Fishing with woven traps was once widespread across the world’s lakes, rivers, and coasts, from the weirs of medieval Europe to the salmon fences of the Pacific Northwest. The introduction of nylon nets, among wider economic and societal changes, has largely displaced such practices. However, on Tanzania’s Rufiji River floodplain, people continue to make and set a variety of traditional fish traps, adapting their form, placement and management as flood levels rise and fall and fish move across the shifting waterscape.

This project will document the material knowledge involved in making and using such traditional fish traps among communities of the north-central Rufiji floodplain. The Ndengereko are the dominant ethnic group in the area, and are recognised as skilled fishers, practicing a flood-adapted farming/fishing livelihood system. Historically, the Ndengereko did not accumulate material possessions, investing instead in feasts and ceremonies to secure social prestige. As a result, there are few physical manifestations of Ndengereko culture, with fish traps and woven baskets notable exceptions. Values of reciprocity associated with trap fishing—of labour, fishing sites, and catches–between and among communities remain central to people’s understanding of fairness and belonging, and influence attempts to manage local fisheries resources today.

This project will systematically document: how materials used to make fish traps are collected from the local environment; the various types and purposes of the traps; the steps in their construction and who is involved; where traps are sited in the landscape and why there; and traps’ cultural significance. I will collect: personal narratives of how people came to learn how to make and use the traps, and of the value they assign to them; specialised vocabulary in the endangered local language (Ndengereko) as relates to the objects and their use; and, as appropriate, recordings of songs and stories relating to the objects studied. Archival material will be deposited in the EMKP repository, and offered to the University of Dar es Salaam and/or the National Museum of Tanzania.
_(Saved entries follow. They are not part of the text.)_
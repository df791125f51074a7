//! Cache debugging headers.

use edge_core::{Request, Response};
use http::header::{HeaderName, HeaderValue};
use serde::{Deserialize, Serialize};

use crate::key::RequestKey;
use crate::policy::RouteDecision;
use crate::snapshot::CacheStatus;

/// Header names for cache debugging.
pub mod header_names {
    /// How the response was produced (HIT, MISS, NETWORK, BYPASS, FALLBACK, SHELL).
    pub const X_CACHE_STATUS: &str = "x-cache-status";
    /// Request key used for lookup.
    pub const X_CACHE_KEY: &str = "x-cache-key";
    /// Snapshot store version that handled the request.
    pub const X_CACHE_VERSION: &str = "x-cache-version";
    /// Routing strategy applied.
    pub const X_CACHE_STRATEGY: &str = "x-cache-strategy";
    /// Request header asking for explain headers.
    pub const X_DEBUG_CACHE: &str = "x-debug-cache";
}

/// Cache explain headers for debugging.
#[derive(Debug, Clone, Default, Serialize, Deserialize)]
pub struct CacheExplainHeaders {
    /// How the response was produced.
    pub status: Option<CacheStatus>,
    /// Request key used.
    pub cache_key: Option<String>,
    /// Snapshot store version.
    pub version: Option<String>,
    /// Routing strategy.
    pub strategy: Option<String>,
}

impl CacheExplainHeaders {
    /// Create new explain headers.
    pub fn new() -> Self {
        Self::default()
    }

    /// Set cache status.
    pub fn with_status(mut self, status: CacheStatus) -> Self {
        self.status = Some(status);
        self
    }

    /// Set request key.
    pub fn with_key(mut self, key: &RequestKey) -> Self {
        self.cache_key = Some(key.to_string());
        self
    }

    /// Set version.
    pub fn with_version(mut self, version: impl Into<String>) -> Self {
        self.version = Some(version.into());
        self
    }

    /// Set routing strategy.
    pub fn with_decision(mut self, decision: &RouteDecision) -> Self {
        let strategy = match decision {
            RouteDecision::Bypass { .. } => "bypass",
            RouteDecision::NetworkFirst => "network-first",
            RouteDecision::CacheFirst => "cache-first",
        };
        self.strategy = Some(strategy.to_string());
        self
    }

    /// Convert to header pairs.
    pub fn to_headers(&self) -> Vec<(&'static str, String)> {
        let mut headers = Vec::new();

        if let Some(status) = &self.status {
            headers.push((header_names::X_CACHE_STATUS, status.to_string()));
        }

        if let Some(key) = &self.cache_key {
            headers.push((header_names::X_CACHE_KEY, key.clone()));
        }

        if let Some(version) = &self.version {
            headers.push((header_names::X_CACHE_VERSION, version.clone()));
        }

        if let Some(strategy) = &self.strategy {
            headers.push((header_names::X_CACHE_STRATEGY, strategy.clone()));
        }

        headers
    }

    /// Attach the headers to a response. The body is left untouched; values
    /// that are not valid header text are skipped.
    pub fn apply(&self, response: &mut Response) {
        for (name, value) in self.to_headers() {
            if let Ok(value) = HeaderValue::from_str(&value) {
                response
                    .headers
                    .insert(HeaderName::from_static(name), value);
            }
        }
    }
}

/// Whether the request asked for explain headers with `X-Debug-Cache: 1`.
pub fn should_include_debug_headers(request: &Request) -> bool {
    request
        .headers
        .get(header_names::X_DEBUG_CACHE)
        .is_some_and(|v| v.as_bytes() == b"1")
}

#[cfg(test)]
mod tests {
    use super::*;
    use url::Url;

    #[test]
    fn test_to_headers_order_and_values() {
        let key = RequestKey::get(&Url::parse("https://app.example.com/").unwrap());
        let headers = CacheExplainHeaders::new()
            .with_status(CacheStatus::Shell)
            .with_key(&key)
            .with_version("v3")
            .with_decision(&RouteDecision::CacheFirst)
            .to_headers();

        assert_eq!(
            headers,
            vec![
                ("x-cache-status", "SHELL".to_string()),
                ("x-cache-key", "GET https://app.example.com/".to_string()),
                ("x-cache-version", "v3".to_string()),
                ("x-cache-strategy", "cache-first".to_string()),
            ]
        );
    }

    #[test]
    fn test_apply_keeps_body() {
        let mut response = Response::ok("body{}");
        CacheExplainHeaders::new()
            .with_status(CacheStatus::Hit)
            .apply(&mut response);

        assert_eq!(response.body, b"body{}");
        assert_eq!(response.headers.get("x-cache-status").unwrap(), "HIT");
    }

    #[test]
    fn test_debug_request_header() {
        let plain = Request::get("https://app.example.com/").unwrap();
        assert!(!should_include_debug_headers(&plain));

        let debug = plain.with_header(
            HeaderName::from_static(header_names::X_DEBUG_CACHE),
            HeaderValue::from_static("1"),
        );
        assert!(should_include_debug_headers(&debug));
    }
}
//! Fallbacks for requests the network could not answer.

use edge_cache::RouteDecision;
use edge_core::Request;

/// What to try when the network fails for an intercepted request.
#[derive(Debug, Clone, Copy, PartialEq, Eq)]
pub enum FallbackStrategy {
    /// Serve a matching entry from the current snapshot store.
    UseCached,
    /// Serve the cached root document so the app shell still boots.
    ShellDocument,
}

impl std::fmt::Display for FallbackStrategy {
    fn fmt(&self, f: &mut std::fmt::Formatter<'_>) -> std::fmt::Result {
        match self {
            Self::UseCached => write!(f, "use-cached"),
            Self::ShellDocument => write!(f, "shell-document"),
        }
    }
}

/// Ordered fallbacks for one request. When every step misses, the network
/// error propagates to the page.
#[derive(Debug, Clone, Default, PartialEq, Eq)]
pub struct FallbackChain {
    steps: Vec<FallbackStrategy>,
}

impl FallbackChain {
    /// Chain for a routed request.
    ///
    /// Bypassed requests get none. Cache-first requests already consulted the
    /// store before going to the network, so only navigations fall back, to
    /// the shell. Network-first requests try the store, then the shell for
    /// navigations.
    pub fn for_request(decision: &RouteDecision, request: &Request) -> Self {
        let mut steps = Vec::new();
        match decision {
            RouteDecision::Bypass { .. } => return Self::default(),
            RouteDecision::NetworkFirst => steps.push(FallbackStrategy::UseCached),
            RouteDecision::CacheFirst => {}
        }
        if request.is_navigation() {
            steps.push(FallbackStrategy::ShellDocument);
        }
        Self { steps }
    }

    /// Steps in order.
    pub fn steps(&self) -> &[FallbackStrategy] {
        &self.steps
    }

    pub fn is_empty(&self) -> bool {
        self.steps.is_empty()
    }
}
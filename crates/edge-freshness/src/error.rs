//! Storage error types.

use thiserror::Error;

/// Errors raised by a key/value storage backend.
///
/// [`FreshnessCache`](crate::FreshnessCache) never returns these; they are
/// logged and collapsed into a miss or a no-op.
#[derive(Error, Debug)]
pub enum StorageError {
    /// Storage is disabled or not reachable (private mode, blocked by policy).
    #[error("Storage unavailable: {0}")]
    Unavailable(String),

    /// Writing the value would exceed the storage quota.
    #[error("Quota exceeded writing {key} ({bytes} bytes)")]
    QuotaExceeded { key: String, bytes: usize },

    /// Failed to serialize or parse a stored value.
    #[error("Serialization error: {0}")]
    Serialize(#[from] serde_json::Error),

    /// Stored value is JSON but not a `{ data, timestamp }` record.
    #[error("Malformed record: {0}")]
    Malformed(String),
}
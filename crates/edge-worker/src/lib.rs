//! Edge cache controller.
//!
//! This crate runs the worker side of the offline layer:
//! - `Registration` - Owns the active version and rolls out updates
//! - `EdgeController` - Install, activate, fetch, push and notification click
//! - `FallbackChain` - Offline fallbacks for failed network requests
//! - `PushPayload` - Push message validation
//! - `Platform` - Host surfaces (network, snapshot storage, windows, notifications)
//!
//! # Example
//!
//! ```ignore
//! use edge_worker::{InMemoryPlatform, Registration};
//!
//! let host = InMemoryPlatform::new(network, InMemoryClients::new());
//! let registration = Registration::new(host.platform());
//! registration.update(config).await?;
//!
//! let served = registration.fetch(Request::navigate("https://app.example.com/stats")?).await?;
//! println!("{}", served.status);
//! ```

mod clients;
mod controller;
mod error;
mod fallback;
mod notification;
mod platform;
mod push;
mod registration;

pub use clients::*;
pub use controller::*;
pub use error::*;
pub use fallback::*;
pub use notification::*;
pub use platform::*;
pub use push::*;
pub use registration::*;
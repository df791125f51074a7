//! Intercepted requests and the responses served for them.

use std::sync::atomic::{AtomicU64, Ordering};

use http::header::{HeaderName, HeaderValue, CONTENT_TYPE};
use http::{HeaderMap, Method, StatusCode};
use url::Url;

/// Unique request identifier for tracing.
#[derive(Debug, Clone, PartialEq, Eq, Hash)]
pub struct RequestId(pub String);

static NEXT_REQUEST: AtomicU64 = AtomicU64::new(1);

impl RequestId {
    /// Generate a new request ID.
    pub fn generate() -> Self {
        let seq = NEXT_REQUEST.fetch_add(1, Ordering::Relaxed);
        let nanos = std::time::SystemTime::now()
            .duration_since(std::time::UNIX_EPOCH)
            .unwrap_or_default()
            .as_nanos();
        Self(format!("{:x}-{:x}", nanos, seq))
    }

    /// Create from an existing ID string.
    pub fn from_string(id: impl Into<String>) -> Self {
        Self(id.into())
    }
}

impl std::fmt::Display for RequestId {
    fn fmt(&self, f: &mut std::fmt::Formatter<'_>) -> std::fmt::Result {
        write!(f, "{}", self.0)
    }
}

/// Request mode as reported by the platform.
#[derive(Debug, Clone, Copy, PartialEq, Eq, Default)]
pub enum RequestMode {
    /// Top-level page navigation.
    Navigate,
    /// Same-origin subresource.
    SameOrigin,
    /// Opaque cross-origin request.
    NoCors,
    /// CORS request.
    #[default]
    Cors,
}

impl std::fmt::Display for RequestMode {
    fn fmt(&self, f: &mut std::fmt::Formatter<'_>) -> std::fmt::Result {
        match self {
            Self::Navigate => write!(f, "navigate"),
            Self::SameOrigin => write!(f, "same-origin"),
            Self::NoCors => write!(f, "no-cors"),
            Self::Cors => write!(f, "cors"),
        }
    }
}

/// A request intercepted from the page.
#[derive(Debug, Clone)]
pub struct Request {
    /// Unique request identifier.
    pub id: RequestId,
    /// HTTP method.
    pub method: Method,
    /// Absolute request URL.
    pub url: Url,
    /// Request mode.
    pub mode: RequestMode,
    /// Request headers.
    pub headers: HeaderMap,
}

impl Request {
    /// Create a request with an explicit method.
    pub fn new(method: Method, url: Url) -> Self {
        Self {
            id: RequestId::generate(),
            method,
            url,
            mode: RequestMode::default(),
            headers: HeaderMap::new(),
        }
    }

    /// Parse a URL into a GET request.
    pub fn get(url: &str) -> Result<Self, url::ParseError> {
        Ok(Self::new(Method::GET, Url::parse(url)?))
    }

    /// Parse a URL into a top-level navigation request.
    pub fn navigate(url: &str) -> Result<Self, url::ParseError> {
        Ok(Self::get(url)?.with_mode(RequestMode::Navigate))
    }

    /// Set the request mode.
    pub fn with_mode(mut self, mode: RequestMode) -> Self {
        self.mode = mode;
        self
    }

    /// Set the HTTP method.
    pub fn with_method(mut self, method: Method) -> Self {
        self.method = method;
        self
    }

    /// Add a header.
    pub fn with_header(mut self, name: HeaderName, value: HeaderValue) -> Self {
        self.headers.insert(name, value);
        self
    }

    /// Whether this is a top-level page navigation.
    pub fn is_navigation(&self) -> bool {
        self.mode == RequestMode::Navigate
    }

    /// Whether the request targets `origin`.
    pub fn is_same_origin(&self, origin: &url::Origin) -> bool {
        &self.url.origin() == origin
    }
}

/// A response captured from the network or replayed from a snapshot.
#[derive(Debug, Clone, PartialEq, Eq)]
pub struct Response {
    /// HTTP status.
    pub status: StatusCode,
    /// Response headers.
    pub headers: HeaderMap,
    /// Response body.
    pub body: Vec<u8>,
}

impl Response {
    /// Create a response with a status and body.
    pub fn new(status: StatusCode, body: impl Into<Vec<u8>>) -> Self {
        Self {
            status,
            headers: HeaderMap::new(),
            body: body.into(),
        }
    }

    /// Create a `200 OK` response.
    pub fn ok(body: impl Into<Vec<u8>>) -> Self {
        Self::new(StatusCode::OK, body)
    }

    /// Set the content type.
    pub fn with_content_type(self, content_type: &'static str) -> Self {
        self.with_header(CONTENT_TYPE, HeaderValue::from_static(content_type))
    }

    /// Add a header.
    pub fn with_header(mut self, name: HeaderName, value: HeaderValue) -> Self {
        self.headers.insert(name, value);
        self
    }

    /// Whether the status is in the 2xx range.
    pub fn is_success(&self) -> bool {
        self.status.is_success()
    }

    /// Body decoded as UTF-8, replacing invalid sequences.
    pub fn text(&self) -> String {
        String::from_utf8_lossy(&self.body).into_owned()
    }
}

#[cfg(test)]
mod tests {
    use super::*;

    #[test]
    fn test_request_ids_are_unique() {
        let a = RequestId::generate();
        let b = RequestId::generate();
        assert_ne!(a, b);
    }

    #[test]
    fn test_navigation_request() {
        let req = Request::navigate("https://app.example.com/dashboard").unwrap();
        assert!(req.is_navigation());
        assert_eq!(req.method, Method::GET);
        assert_eq!(req.mode.to_string(), "navigate");
    }

    #[test]
    fn test_same_origin() {
        let origin = Url::parse("https://app.example.com/").unwrap().origin();
        let local = Request::get("https://app.example.com/css/mobile.css").unwrap();
        let cdn = Request::get("https://cdn.jsdelivr.net/npm/chart.js").unwrap();
        let other_port = Request::get("https://app.example.com:8443/").unwrap();

        assert!(local.is_same_origin(&origin));
        assert!(!cdn.is_same_origin(&origin));
        assert!(!other_port.is_same_origin(&origin));
    }

    #[test]
    fn test_response_success_range() {
        assert!(Response::ok("x").is_success());
        assert!(Response::new(StatusCode::NO_CONTENT, "").is_success());
        assert!(!Response::new(StatusCode::NOT_FOUND, "").is_success());
        assert!(!Response::new(StatusCode::MOVED_PERMANENTLY, "").is_success());
    }

    #[test]
    fn test_response_text_lossy() {
        let resp = Response::ok(vec![b'h', b'i', 0xff]);
        assert_eq!(resp.text(), "hi\u{fffd}");
    }
}
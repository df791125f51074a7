//! Notifications shown by the worker.

use std::sync::Mutex;

use async_trait::async_trait;
use serde::{Deserialize, Serialize};

use crate::error::PlatformError;

/// Data attached to a notification and handed back on click.
#[derive(Debug, Clone, PartialEq, Eq, Serialize, Deserialize)]
pub struct NotificationData {
    /// Scope-relative or absolute URL to open on click.
    pub url: String,
}

/// A notification ready for display.
#[derive(Debug, Clone, PartialEq, Eq, Serialize, Deserialize)]
pub struct Notification {
    pub title: String,
    pub body: String,
    pub icon: String,
    pub badge: String,
    /// Vibration pattern in milliseconds.
    pub vibrate: Vec<u32>,
    pub data: NotificationData,
}

/// The host's notification surface.
#[async_trait]
pub trait NotificationSurface: Send + Sync {
    /// Display a notification.
    async fn show(&self, notification: &Notification) -> Result<(), PlatformError>;

    /// Dismiss a displayed notification.
    async fn close(&self, notification: &Notification) -> Result<(), PlatformError>;
}

/// Records notifications instead of displaying them (for development/testing).
#[derive(Debug, Default)]
pub struct InMemoryNotifications {
    shown: Mutex<Vec<Notification>>,
    closed: Mutex<Vec<Notification>>,
}

impl InMemoryNotifications {
    pub fn new() -> Self {
        Self::default()
    }

    /// Every notification shown so far.
    pub fn shown(&self) -> Vec<Notification> {
        self.shown.lock().unwrap_or_else(|e| e.into_inner()).clone()
    }

    /// Every notification dismissed so far.
    pub fn closed(&self) -> Vec<Notification> {
        self.closed.lock().unwrap_or_else(|e| e.into_inner()).clone()
    }
}

#[async_trait]
impl NotificationSurface for InMemoryNotifications {
    async fn show(&self, notification: &Notification) -> Result<(), PlatformError> {
        self.shown
            .lock()
            .unwrap_or_else(|e| e.into_inner())
            .push(notification.clone());
        Ok(())
    }

    async fn close(&self, notification: &Notification) -> Result<(), PlatformError> {
        self.closed
            .lock()
            .unwrap_or_else(|e| e.into_inner())
            .push(notification.clone());
        Ok(())
    }
}
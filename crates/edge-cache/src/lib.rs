//! Caching infrastructure for the offline edge controller.
//!
//! This crate provides:
//! - `RequestKey` - Normalized request identity
//! - `SnapshotStorage` / `SnapshotStore` - Versioned response snapshots
//! - `SnapshotBackend` - Storage seam, with `InMemorySnapshots` for development/testing
//! - `RoutePolicy` - Per-request routing decision
//! - `CacheExplainHeaders` - Debug headers for cache behavior
//!
//! # Example
//!
//! ```ignore
//! use edge_cache::{RoutePolicy, RouteDecision};
//!
//! let policy = RoutePolicy::new()
//!     .with_api_segment("api")
//!     .with_backend_host("*.supabase.co");
//!
//! match policy.classify(&request, &origin) {
//!     RouteDecision::Bypass { reason } => { /* straight to network */ }
//!     RouteDecision::NetworkFirst => { /* third-party */ }
//!     RouteDecision::CacheFirst => { /* app shell asset */ }
//! }
//! ```

mod headers;
mod key;
mod policy;
mod snapshot;

pub use headers::*;
pub use key::*;
pub use policy::*;
pub use snapshot::*;
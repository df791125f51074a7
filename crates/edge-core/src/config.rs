//! Worker configuration.

use std::path::Path;

use serde::{Deserialize, Serialize};
use url::Url;

/// Errors raised while loading or validating a [`WorkerConfig`].
#[derive(Debug, thiserror::Error)]
pub enum ConfigError {
    #[error("Failed to read config file {path}: {source}")]
    Io {
        path: String,
        #[source]
        source: std::io::Error,
    },

    #[error("Failed to parse TOML config: {0}")]
    Toml(#[from] toml::de::Error),

    #[error("Failed to parse JSON config: {0}")]
    Json(#[from] serde_json::Error),

    #[error("Invalid config: {0}")]
    Invalid(String),
}

/// Configuration for one version of the edge cache controller.
#[derive(Debug, Clone, Serialize, Deserialize)]
pub struct WorkerConfig {
    /// Version identifier; also the name of this version's snapshot store.
    #[serde(default = "default_version")]
    pub version: String,

    /// Origin the worker is registered for. Same-origin checks compare against it.
    #[serde(default = "default_scope")]
    pub scope: Url,

    /// Ordered asset paths snapshotted at install time.
    #[serde(default = "default_manifest")]
    pub manifest: Vec<String>,

    /// Root document served to offline navigations.
    #[serde(default = "default_fallback_document")]
    pub fallback_document: String,

    /// Request classification rules.
    #[serde(default)]
    pub routing: RoutingConfig,

    /// Push notification presentation.
    #[serde(default)]
    pub push: PushConfig,

    /// Network settings.
    #[serde(default)]
    pub network: NetworkConfig,

    /// Attach `X-Cache-*` debug headers to served responses.
    #[serde(default)]
    pub explain_headers: bool,
}

fn default_version() -> String {
    "app-shell-v1".to_string()
}

fn default_scope() -> Url {
    Url::parse("http://localhost/").expect("static scope URL is valid")
}

fn default_manifest() -> Vec<String> {
    [
        "/",
        "/index.html",
        "/css/mobile.css",
        "/js/app.js",
        "/manifest.json",
    ]
    .iter()
    .map(|p| p.to_string())
    .collect()
}

fn default_fallback_document() -> String {
    "/".to_string()
}

impl Default for WorkerConfig {
    fn default() -> Self {
        Self {
            version: default_version(),
            scope: default_scope(),
            manifest: default_manifest(),
            fallback_document: default_fallback_document(),
            routing: RoutingConfig::default(),
            push: PushConfig::default(),
            network: NetworkConfig::default(),
            explain_headers: false,
        }
    }
}

impl WorkerConfig {
    /// Create a config for a version and scope, keeping every other default.
    pub fn new(version: impl Into<String>, scope: Url) -> Self {
        Self {
            version: version.into(),
            scope,
            ..Default::default()
        }
    }

    /// Replace the asset manifest.
    pub fn with_manifest(mut self, paths: &[&str]) -> Self {
        self.manifest = paths.iter().map(|p| p.to_string()).collect();
        self
    }

    /// Set the offline navigation document.
    pub fn with_fallback_document(mut self, path: impl Into<String>) -> Self {
        self.fallback_document = path.into();
        self
    }

    /// Enable or disable debug headers.
    pub fn with_explain_headers(mut self, enabled: bool) -> Self {
        self.explain_headers = enabled;
        self
    }

    /// Load config from a file. `.json` files are parsed as JSON, everything else as TOML.
    pub fn load(path: impl AsRef<Path>) -> Result<Self, ConfigError> {
        let path = path.as_ref();
        let content = std::fs::read_to_string(path).map_err(|source| ConfigError::Io {
            path: path.display().to_string(),
            source,
        })?;

        let config: Self = if path.extension().is_some_and(|ext| ext == "json") {
            serde_json::from_str(&content)?
        } else {
            toml::from_str(&content)?
        };

        config.validate()?;
        Ok(config)
    }

    /// Check invariants that serde cannot express.
    pub fn validate(&self) -> Result<(), ConfigError> {
        if self.version.trim().is_empty() {
            return Err(ConfigError::Invalid("version must not be empty".to_string()));
        }

        if let Some(path) = self.manifest.iter().find(|p| !p.starts_with('/')) {
            return Err(ConfigError::Invalid(format!(
                "manifest path '{}' must start with '/'",
                path
            )));
        }

        if !self.manifest.contains(&self.fallback_document) {
            return Err(ConfigError::Invalid(format!(
                "fallback document '{}' is not in the manifest",
                self.fallback_document
            )));
        }

        Ok(())
    }

    /// Resolve a scope-relative path to an absolute URL.
    pub fn resolve(&self, path: &str) -> Result<Url, url::ParseError> {
        self.scope.join(path)
    }
}

/// Rules that route requests around the snapshot store.
#[derive(Debug, Clone, Serialize, Deserialize)]
pub struct RoutingConfig {
    /// Path segments that mark dynamic API requests (e.g. `api` matches `/api/sleep`).
    #[serde(default = "default_api_segments")]
    pub api_segments: Vec<String>,

    /// Backend data hosts. Exact names or `*.suffix` patterns.
    #[serde(default)]
    pub backend_hosts: Vec<String>,
}

fn default_api_segments() -> Vec<String> {
    vec!["api".to_string()]
}

impl Default for RoutingConfig {
    fn default() -> Self {
        Self {
            api_segments: default_api_segments(),
            backend_hosts: Vec::new(),
        }
    }
}

/// Push notification presentation defaults.
#[derive(Debug, Clone, Serialize, Deserialize)]
pub struct PushConfig {
    /// Title used when the payload carries none.
    #[serde(default = "default_title")]
    pub default_title: String,

    /// Notification icon.
    #[serde(default = "default_icon")]
    pub icon: String,

    /// Monochrome badge.
    #[serde(default = "default_badge")]
    pub badge: String,

    /// Vibration pattern in milliseconds.
    #[serde(default = "default_vibrate")]
    pub vibrate: Vec<u32>,

    /// Target URL when the payload carries none.
    #[serde(default = "default_url")]
    pub default_url: String,
}

fn default_title() -> String {
    "New notification".to_string()
}

fn default_icon() -> String {
    "/icons/icon-192.png".to_string()
}

fn default_badge() -> String {
    "/icons/badge-72.png".to_string()
}

fn default_vibrate() -> Vec<u32> {
    vec![100, 50, 100]
}

fn default_url() -> String {
    "/".to_string()
}

impl Default for PushConfig {
    fn default() -> Self {
        Self {
            default_title: default_title(),
            icon: default_icon(),
            badge: default_badge(),
            vibrate: default_vibrate(),
            default_url: default_url(),
        }
    }
}

/// Network settings.
#[derive(Debug, Clone, Serialize, Deserialize)]
pub struct NetworkConfig {
    /// Total time allowed for a network fetch before it counts as unavailable.
    #[serde(default = "default_timeout_ms")]
    pub timeout_ms: u64,
}

fn default_timeout_ms() -> u64 {
    10_000
}

impl Default for NetworkConfig {
    fn default() -> Self {
        Self {
            timeout_ms: default_timeout_ms(),
        }
    }
}

#[cfg(test)]
mod tests {
    use super::*;

    #[test]
    fn test_default_config_is_valid() {
        let config = WorkerConfig::default();
        assert!(config.validate().is_ok());
        assert_eq!(config.fallback_document, "/");
        assert_eq!(config.routing.api_segments, vec!["api"]);
    }

    #[test]
    fn test_toml_with_partial_fields() {
        let config: WorkerConfig = toml::from_str(
            r#"
            version = "shell-v7"
            scope = "https://sleep.example.com/"
            manifest = ["/", "/css/mobile.css"]

            [routing]
            backend_hosts = ["*.supabase.co"]

            [push]
            default_title = "Sleep tracker"
            "#,
        )
        .unwrap();

        assert_eq!(config.version, "shell-v7");
        assert_eq!(config.scope.as_str(), "https://sleep.example.com/");
        assert_eq!(config.routing.api_segments, vec!["api"]);
        assert_eq!(config.routing.backend_hosts, vec!["*.supabase.co"]);
        assert_eq!(config.push.default_title, "Sleep tracker");
        assert_eq!(config.push.default_url, "/");
        assert_eq!(config.network.timeout_ms, 10_000);
        assert!(config.validate().is_ok());
    }

    #[test]
    fn test_json_config() {
        let config: WorkerConfig =
            serde_json::from_str(r#"{"version":"v2","explain_headers":true}"#).unwrap();
        assert_eq!(config.version, "v2");
        assert!(config.explain_headers);
    }

    #[test]
    fn test_validate_rejects_relative_manifest_path() {
        let config = WorkerConfig::default().with_manifest(&["/", "css/app.css"]);
        let err = config.validate().unwrap_err();
        assert!(err.to_string().contains("css/app.css"));
    }

    #[test]
    fn test_validate_rejects_missing_fallback_document() {
        let config = WorkerConfig::default()
            .with_manifest(&["/css/mobile.css"])
            .with_fallback_document("/");
        assert!(matches!(config.validate(), Err(ConfigError::Invalid(_))));
    }

    #[test]
    fn test_validate_rejects_empty_version() {
        let mut config = WorkerConfig::default();
        config.version = "  ".to_string();
        assert!(config.validate().is_err());
    }

    #[test]
    fn test_resolve_against_scope() {
        let config = WorkerConfig::new(
            "v1",
            Url::parse("https://app.example.com/").unwrap(),
        );
        assert_eq!(
            config.resolve("/css/mobile.css").unwrap().as_str(),
            "https://app.example.com/css/mobile.css"
        );
    }

    #[test]
    fn test_load_missing_file() {
        let err = WorkerConfig::load("/definitely/not/here.toml").unwrap_err();
        assert!(matches!(err, ConfigError::Io { .. }));
    }
}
Information on the cultural value of Rufiji traditional fishing practices will be shared with local institutions, academic audiences, and the general public through publications and a dedicated webpage.

 

PI:
Marie-Annick Moreau

Location of Research:
Ruwe village, Rufiji District, Pwani Region, Tanzania

Host Institution:
Anthropology Department, University College London (UCL)

 

 

Top Banner Image: Men working together to move a fishing fence across a floodplain pond in Rufiji District, Tanzania, while one fisher prepares to beat the water with a stick to scare fishes into the trap’s chamber (Photo: Marie-Annick Moreau)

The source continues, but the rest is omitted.